## SUPPLIED DATA
——————————
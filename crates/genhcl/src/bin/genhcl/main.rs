mod cli;

use genhcl::{EvalContext, FsConfigTree, GeneratedArtifact, ProjectPath, Stack, Vendoring};
use std::path::PathBuf;

/// Pending vendor requests a single run may queue up
const VENDOR_QUEUE_SIZE: usize = 64;

fn main() {
    use clap::Parser;
    let cli = cli::Cli::parse();

    tracing_subscriber::fmt()
        .with_env_filter(tracing_subscriber::EnvFilter::from_env("GENHCL_LOG"))
        .with_writer(std::io::stderr)
        .init();

    for new_path in cli.directory.iter() {
        match new_path.canonicalize() {
            Err(e) => {
                eprintln!(
                    "Failed to resolve path for -C/--directory {}\n{}",
                    new_path.display(),
                    e
                );
                std::process::exit(1);
            }
            Ok(cwd) => {
                if let Err(err) = std::env::set_current_dir(&cwd) {
                    eprintln!("Failed to set work directory to {}\n{}", cwd.display(), err,);
                    std::process::exit(1);
                }

                tracing::info!(directory=%cwd.display(), "Changed working directory");
            }
        }
    }

    let command_result = match cli.command {
        cli::Command::Generate(generate_cli) => generate(generate_cli),
        cli::Command::Dev(dev_cli) => dev(dev_cli),
    };

    if let Err(e) = command_result {
        for error in e.chain() {
            eprintln!("{error}")
        }
        std::process::exit(1);
    }
}

fn project(args: &cli::ProjectArgs) -> anyhow::Result<(FsConfigTree, Stack)> {
    let root = match &args.root {
        Some(root) => root.canonicalize()?,
        None => std::env::current_dir()?,
    };
    anyhow::ensure!(root.is_dir(), "project root {} is not a directory", root.display());

    let mut stack = Stack::new(ProjectPath::new(&args.stack));
    if let Some(path) = &args.repository_path {
        stack = stack.with_repository_path(ProjectPath::new(path));
    }
    Ok((FsConfigTree::new(root), stack))
}

pub fn generate(cli: cli::GenerateCommand) -> anyhow::Result<()> {
    let (tree, stack) = project(&cli.project)?;

    let mut globals = hcl::value::Map::new();
    for (name, expr) in &cli.globals {
        let parsed: hcl_edit::expr::Expression = expr.parse()?;
        let value = EvalContext::new().eval(&parsed.into())?;
        globals.insert(name.clone(), value);
    }
    let ctx = EvalContext::for_stack(&stack).with_globals(globals);

    let (requests, pending) = std::sync::mpsc::sync_channel(VENDOR_QUEUE_SIZE);
    let vendoring = Vendoring::new(ProjectPath::new(&cli.vendor_dir), Some(requests));

    let artifacts = genhcl::generate(&tree, &stack, &ctx, &vendoring)?;
    drop(vendoring);

    for request in pending.try_iter() {
        tracing::info!(
            source = %request.source,
            path = %request.source.vendor_path(&request.vendor_dir),
            "module needs vendoring"
        );
    }

    if cli.write {
        write(&stack.dir.host_path(tree.root()), &artifacts)
    } else {
        output(&cli.output, &artifacts)
    }
}

/// Persist applicable artifacts below `stack_dir`
fn write(stack_dir: &std::path::Path, artifacts: &[GeneratedArtifact]) -> anyhow::Result<()> {
    for artifact in artifacts {
        if !artifact.condition() || artifact.body().is_empty() {
            tracing::debug!(label = artifact.label(), "nothing to write");
            continue;
        }

        let path: PathBuf = stack_dir.join(artifact.label());
        if path.exists() {
            let existing = std::fs::read_to_string(&path)?;
            anyhow::ensure!(
                genhcl::generate::is_generated_code(&existing),
                "refusing to overwrite {}, it was not generated",
                path.display()
            );
        }

        if let Some(parent) = path.parent() {
            std::fs::create_dir_all(parent)?;
        }
        std::fs::write(&path, artifact.file_contents())?;
        tracing::info!(path=%path.display(), "written");
    }

    Ok(())
}

fn output(output: &cli::OutputArgs, artifacts: &[GeneratedArtifact]) -> anyhow::Result<()> {
    match output.format {
        cli::OutputFormat::Yaml => serde_yaml::to_writer(std::io::stdout(), artifacts)?,
        cli::OutputFormat::Json => serde_json::to_writer_pretty(std::io::stdout(), artifacts)?,
    };

    Ok(())
}

/// (genhcl-)developer utilities
///
/// A quick way to expose internal structures for debugging purposes
pub fn dev(cli: cli::DevCommand) -> anyhow::Result<()> {
    use cli::DevSubCommand::*;

    match cli.command {
        Blocks(args) => {
            let (tree, stack) = project(&args)?;
            for block in genhcl::loader::load_blocks(&tree, &stack.dir)? {
                println!("{} ({})", block.describe(), block.range);
                println!("{block:#?}");
            }
        }
    }

    Ok(())
}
——————————
## WORK TO COMPLETE
Repeat each record above precisely as written.

## ANSWER SECTION
filename crates/genhcl/src/bin/genhcl/main.rs
mod cli;

use genhcl::{EvalContext, FsConfigTree, GeneratedArtifact, ProjectPath, Stack, Vendoring};
use std::path::PathBuf;

/// Pending vendor requests a single run may queue up
const VENDOR_QUEUE_SIZE: usize = 64;

fn main() {
    use clap::Parser;
    let cli = cli::Cli::parse();

    tracing_subscriber::fmt()
        .with_env_filter(tracing_subscriber::EnvFilter::from_env("GENHCL_LOG"))
        .with_writer(std::io::stderr)
        .init();

    for new_path in cli.directory.iter() {
        match new_path.canonicalize() {
            Err(e) => {
                eprintln!(
                    "Failed to resolve path for -C/--directory {}\n{}",
                    new_path.display(),
                    e
                );
                std::process::exit(1);
            }
            Ok(cwd) => {
                if let Err(err) = std::env::set_current_dir(&cwd) {
                    eprintln!("Failed to set work directory to {}\n{}", cwd.display(), err,);
                    std::process::exit(1);
                }

                tracing::info!(directory=%cwd.display(), "Changed working directory");
            }
        }
    }

    let command_result = match cli.command {
        cli::Command::Generate(generate_cli) => generate(generate_cli),
        cli::Command::Dev(dev_cli) => dev(dev_cli),
    };

    if let Err(e) = command_result {
        for error in e.chain() {
            eprintln!("{error}")
        }
        std::process::exit(1);
    }
}

fn project(args: &cli::ProjectArgs) -> anyhow::Result<(FsConfigTree, Stack)> {
    let root = match &args.root {
        Some(root) => root.canonicalize()?,
        None => std::env::current_dir()?,
    };
    anyhow::ensure!(root.is_dir(), "project root {} is not a directory", root.display());

    let mut stack = Stack::new(ProjectPath::new(&args.stack));
    if let Some(path) = &args.repository_path {
        stack = stack.with_repository_path(ProjectPath::new(path));
    }
    Ok((FsConfigTree::new(root), stack))
}

pub fn generate(cli: cli::GenerateCommand) -> anyhow::Result<()> {
    let (tree, stack) = project(&cli.project)?;

    let mut globals = hcl::value::Map::new();
    for (name, expr) in &cli.globals {
        let parsed: hcl_edit::expr::Expression = expr.parse()?;
        let value = EvalContext::new().eval(&parsed.into())?;
        globals.insert(name.clone(), value);
    }
    let ctx = EvalContext::for_stack(&stack).with_globals(globals);

    let (requests, pending) = std::sync::mpsc::sync_channel(VENDOR_QUEUE_SIZE);
    let vendoring = Vendoring::new(ProjectPath::new(&cli.vendor_dir), Some(requests));

    let artifacts = genhcl::generate(&tree, &stack, &ctx, &vendoring)?;
    drop(vendoring);

    for request in pending.try_iter() {
        tracing::info!(
            source = %request.source,
            path = %request.source.vendor_path(&request.vendor_dir),
            "module needs vendoring"
        );
    }

    if cli.write {
        write(&stack.dir.host_path(tree.root()), &artifacts)
    } else {
        output(&cli.output, &artifacts)
    }
}

/// Persist applicable artifacts below `stack_dir`
fn write(stack_dir: &std::path::Path, artifacts: &[GeneratedArtifact]) -> anyhow::Result<()> {
    for artifact in artifacts {
        if !artifact.condition() || artifact.body().is_empty() {
            tracing::debug!(label = artifact.label(), "nothing to write");
            continue;
        }

        let path: PathBuf = stack_dir.join(artifact.label());
        if path.exists() {
            let existing = std::fs::read_to_string(&path)?;
            anyhow::ensure!(
                genhcl::generate::is_generated_code(&existing),
                "refusing to overwrite {}, it was not generated",
                path.display()
            );
        }

        if let Some(parent) = path.parent() {
            std::fs::create_dir_all(parent)?;
        }
        std::fs::write(&path, artifact.file_contents())?;
        tracing::info!(path=%path.display(), "written");
    }

    Ok(())
}

fn output(output: &cli::OutputArgs, artifacts: &[GeneratedArtifact]) -> anyhow::Result<()> {
    match output.format {
        cli::OutputFormat::Yaml => serde_yaml::to_writer(std::io::stdout(), artifacts)?,
        cli::OutputFormat::Json => serde_json::to_writer_pretty(std::io::stdout(), artifacts)?,
    };

    Ok(())
}

/// (genhcl-)developer utilities
///
/// A quick way to expose internal structures for debugging purposes
pub fn dev(cli: cli::DevCommand) -> anyhow::Result<()> {
    use cli::DevSubCommand::*;

    match cli.command {
        Blocks(args) => {
            let (tree, stack) = project(&args)?;
            for block in genhcl::loader::load_blocks(&tree, &stack.dir)? {
                println!("{} ({})", block.describe(), block.range);
                println!("{block:#?}");
            }
        }
    }

    Ok(())
}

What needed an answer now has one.